[Work request] Lift out each line of the data that holds "Some".

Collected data
┌────────
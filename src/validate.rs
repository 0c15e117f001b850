//! Pre-flight validation of user input. Nothing in this module performs I/O, and the coordinator
//! runs these checks before any remote call is attempted.

use crate::model::{dates, Amount, NewExpense};
use serde::{Deserialize, Serialize};
use std::collections::BTreeMap;
use std::str::FromStr;

/// Category names longer than this are rejected.
pub const MAX_CATEGORY_NAME_LEN: usize = 30;

/// Remarks longer than this are rejected.
pub const MAX_REMARKS_LEN: usize = 200;

/// The fields of an expense that can fail validation.
#[derive(Debug, Clone, Copy, Eq, PartialEq, Ord, PartialOrd, Hash, Serialize, Deserialize)]
#[serde(rename_all = "camelCase")]
pub enum Field {
    Date,
    Amount,
    ExpenseType,
    PaymentType,
    PaidBy,
    Remarks,
}

serde_plain::derive_display_from_serialize!(Field);

/// The outcome of validating an expense: one message per failing field.
#[derive(Debug, Clone, Default, Eq, PartialEq, Serialize, Deserialize)]
pub struct ExpenseValidation {
    pub errors: BTreeMap<Field, String>,
}

impl ExpenseValidation {
    pub fn is_valid(&self) -> bool {
        self.errors.is_empty()
    }

    /// All messages on one line, e.g. for an error message.
    pub fn summary(&self) -> String {
        self.errors
            .iter()
            .map(|(field, message)| format!("{field}: {message}"))
            .collect::<Vec<_>>()
            .join("; ")
    }
}

/// The outcome of validating a single name.
#[derive(Debug, Clone, Default, Eq, PartialEq, Serialize, Deserialize)]
pub struct NameValidation {
    pub error: Option<String>,
}

impl NameValidation {
    fn ok() -> Self {
        Self { error: None }
    }

    fn err(message: impl Into<String>) -> Self {
        Self {
            error: Some(message.into()),
        }
    }

    pub fn is_valid(&self) -> bool {
        self.error.is_none()
    }
}

/// Checks that an expense is complete: date, a positive amount, expense type, payment type and
/// payer are all required.
pub fn validate_expense(expense: &NewExpense) -> ExpenseValidation {
    let mut errors = BTreeMap::new();

    if expense.date.trim().is_empty() {
        errors.insert(Field::Date, "Date is required".to_string());
    } else if dates::parse_date(&expense.date).is_err() {
        errors.insert(
            Field::Date,
            "Date must be in DD-MM-YYYY format".to_string(),
        );
    }

    if !expense.amount.is_positive() {
        errors.insert(
            Field::Amount,
            "Amount must be greater than 0".to_string(),
        );
    }

    if expense.expense_type.is_empty() {
        errors.insert(Field::ExpenseType, "Expense type is required".to_string());
    }

    if expense.payment_type.is_empty() {
        errors.insert(Field::PaymentType, "Payment type is required".to_string());
    }

    if expense.paid_by.is_empty() {
        errors.insert(Field::PaidBy, "Paid by is required".to_string());
    }

    if let Some(remarks) = &expense.remarks {
        if remarks.chars().count() > MAX_REMARKS_LEN {
            errors.insert(
                Field::Remarks,
                format!("Remarks must be {MAX_REMARKS_LEN} characters or less"),
            );
        }
    }

    ExpenseValidation { errors }
}

/// Checks a new category, payment type or user name against the existing entries of its list.
///
/// The length limit applies to `name` as given. The duplicate check compares the trimmed `name`
/// against the existing entries exactly as stored, so `" Cash"` is a duplicate of `"Cash"` but
/// `"Cash"` is not a duplicate of a stored `"Cash "`.
pub fn validate_category_name<S: AsRef<str>>(name: &str, existing: &[S]) -> NameValidation {
    let trimmed = name.trim();
    if trimmed.is_empty() {
        return NameValidation::err("Name cannot be empty");
    }

    if name.chars().count() > MAX_CATEGORY_NAME_LEN {
        return NameValidation::err(format!(
            "Name must be {MAX_CATEGORY_NAME_LEN} characters or less"
        ));
    }

    if existing.iter().any(|e| e.as_ref() == trimmed) {
        return NameValidation::err("This name already exists");
    }

    NameValidation::ok()
}

/// True if `amount` parses as a number greater than zero.
pub fn validate_amount(amount: &str) -> bool {
    Amount::from_str(amount)
        .map(|a| a.is_positive())
        .unwrap_or(false)
}

/// Checks that a required text field is not blank.
pub fn validate_required(value: &str, field_name: &str) -> NameValidation {
    if value.trim().is_empty() {
        NameValidation::err(format!("{field_name} is required"))
    } else {
        NameValidation::ok()
    }
}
└────────
[Your solution]
            error: Some(message.into()),
    if let Some(remarks) = &expense.remarks {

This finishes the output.